I worried, but my mind also began to work, very gradually, towards a kind of resolution; a willingness to embrace a new, albeit more restricted, lifestyle. But one thing for me was emblematic of the kind of activity I might never be able to take part in again; I felt desperately sad that I might never again experience the pleasure of walking up a mountain and standing on its peak.
What is it about mountain-tops? Why do they exercise such a hold on the human imagination? In Greek mythology Mount Olympus was the home of the Gods, with the thrones of Zeus and the eleven other deities located in a temple high in the clouds. Mountains also played an important part in the beginnings of the Judeo-Christian religions: Moses received the Ten Commandments on the summit of Mount Sinai and, in the New Testament gospels, Jesus experienced his transfiguration on a mountain-top.
More recently poets, thinkers, artists, writers and composers, from the Romantics to the Beats, have eulogised the mind-expanding possibilities of wandering among the hills. In The Dharma Bums Jack Kerouac describes an ascent in the Sierra Nevada and asks: “Who can leap the world’s ties and sit with me among white clouds?” Robert Macfarlane, in his Mountains of the Mind: A History of a Fascination, posits mountains as the only wilderness landscape most of us will ever have the chance of experiencing. When we walk upon a mountain, he suggests, we are forcefully reminded that the world is far more than just a human construct.

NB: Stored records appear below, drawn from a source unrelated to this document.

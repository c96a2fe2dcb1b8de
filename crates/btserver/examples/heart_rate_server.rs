//! Example running the standard services on the in-memory transport
//!
//! Registers Device Information, Current Time and Heart Rate, advertises the
//! Heart Rate service, then plays a central that subscribes to measurements.
//! Run with `RUST_LOG=debug` to see every routed event.

use btserver::gap::{parse_advertising_data, BdAddr, Central};
use btserver::services::heart_rate::HEART_RATE_MEASUREMENT_UUID;
use btserver::services::{
    BodySensorLocation, CurrentTimeService, DeviceInformationService, HeartRateService,
};
use btserver::{BluetoothServer, GattServiceHandler, MemoryTransport, ServerConfig};
use std::sync::Arc;
use tracing_subscriber::EnvFilter;

fn main() -> Result<(), Box<dyn std::error::Error>> {
    tracing_subscriber::fmt()
        .with_env_filter(EnvFilter::from_default_env())
        .init();

    let transport = Arc::new(MemoryTransport::new());
    let config = ServerConfig {
        device_name: Some("btserver HRM".to_string()),
        ..Default::default()
    };
    let mut server = BluetoothServer::new(transport.clone(), config)?;

    let hrs = Arc::new(HeartRateService::new(
        transport.clone(),
        BodySensorLocation::Chest,
    ));
    let dis = DeviceInformationService::new(transport.clone(), "btserver", "HRM-1");
    let cts = CurrentTimeService::new(transport.clone());
    let handlers: Vec<Arc<dyn GattServiceHandler>> =
        vec![Arc::new(dis), Arc::new(cts), hrs.clone()];

    let report = server.start(handlers)?;
    println!("Registered {} services", report.registered.len());
    for failure in &report.failed {
        println!("Failed to register {}: {}", failure.name, failure.error);
    }
    if let Some(error) = &report.advertise_error {
        println!("Not discoverable: {}", error);
    }

    if let Some(advertising) = transport.advertising() {
        for (ad_type, data) in parse_advertising_data(&advertising.advertise_bytes) {
            println!("  adv  0x{:02X}: {}", ad_type, hex::encode(&data));
        }
        for (ad_type, data) in parse_advertising_data(&advertising.scan_response_bytes) {
            println!("  scan 0x{:02X}: {}", ad_type, hex::encode(&data));
        }
    }

    let central = Central::new(BdAddr::new([0x55, 0x44, 0x33, 0x22, 0x11, 0x00]), 0x0040);
    transport.connect(central);

    if let Some(measurement) = hrs.service().characteristic_ref(&HEART_RATE_MEASUREMENT_UUID) {
        transport.subscribe(&central, &measurement);
    }

    for bpm in [62, 75, 91, 118] {
        hrs.add_energy_expended(3);
        hrs.notify_measurement(bpm);
    }

    for sent in transport.notifications() {
        println!("Notified {}: {}", sent.central, hex::encode(&sent.value));
    }

    transport.disconnect(&central);
    server.reset();
    println!("Server stopped");

    Ok(())
}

Mountains have an undeniable physicality about them; in pushing ourselves to reach a summit we experience an altered state of consciousness in both our mind and our body. As the American poet Gary Snyder puts it: “That’s the way to see the world, in our own bodies.”

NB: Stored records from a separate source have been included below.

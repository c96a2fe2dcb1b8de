//! btserver - A Bluetooth Low Energy GATT peripheral server
//!
//! Applications describe each GATT service as a [`GattServiceHandler`], hand
//! them to a [`BluetoothServer`] and the server publishes them on a
//! [`PeripheralTransport`], routes every inbound read, write, subscription and
//! connection event to the owning handler, and starts advertising.

pub mod error;
pub mod gap;
pub mod gatt;
pub mod server;
pub mod services;
pub mod transport;
pub mod uuid;

// Re-export common types for convenience
pub use error::{AdvertiseError, DispatchError, Result, ServerError, TransportError};
pub use gap::{AdvertiseData, AdvertiseMode, AdvertiseSettings, BdAddr, Central, TxPowerLevel};
pub use gatt::{
    AttPermissions, CharacteristicProperties, CharacteristicRef, DescriptorRef,
    GattCharacteristic, GattDescriptor, GattService, GattStatus, ServiceId,
};
pub use server::{
    AdvertisedService, BluetoothServer, Dispatcher, GattServiceHandler, ServerConfig, ServerState,
    StartupReport,
};
pub use transport::{AdapterCapabilities, MemoryTransport, PeripheralEvents, PeripheralTransport};
pub use uuid::Uuid;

This is a short extract from a longer piece by Bobby Seal published in S T E P Z: A Psychogeography and Urban Aesthetics Zine. STEPZ is edited by Tina Richardson and the pilot edition contains a heady melange of essays, fiction, reviews, maps and images. It is available for free download here and for hard-copy purchase here.
The drawing accompanying this piece is by Ian Long. Check out more of Ian’s work here.
A good, thoughtful piece. There is certainly a special feeling standing on the top of a summit when you have got there under your own steam. There are probably a multitude of issues – the sense of achievement, the physical exhilaration, the solitude (I love being up there alone), the view of the landscape often largely free of human habitation, and sometimes a battle against the elements to get there.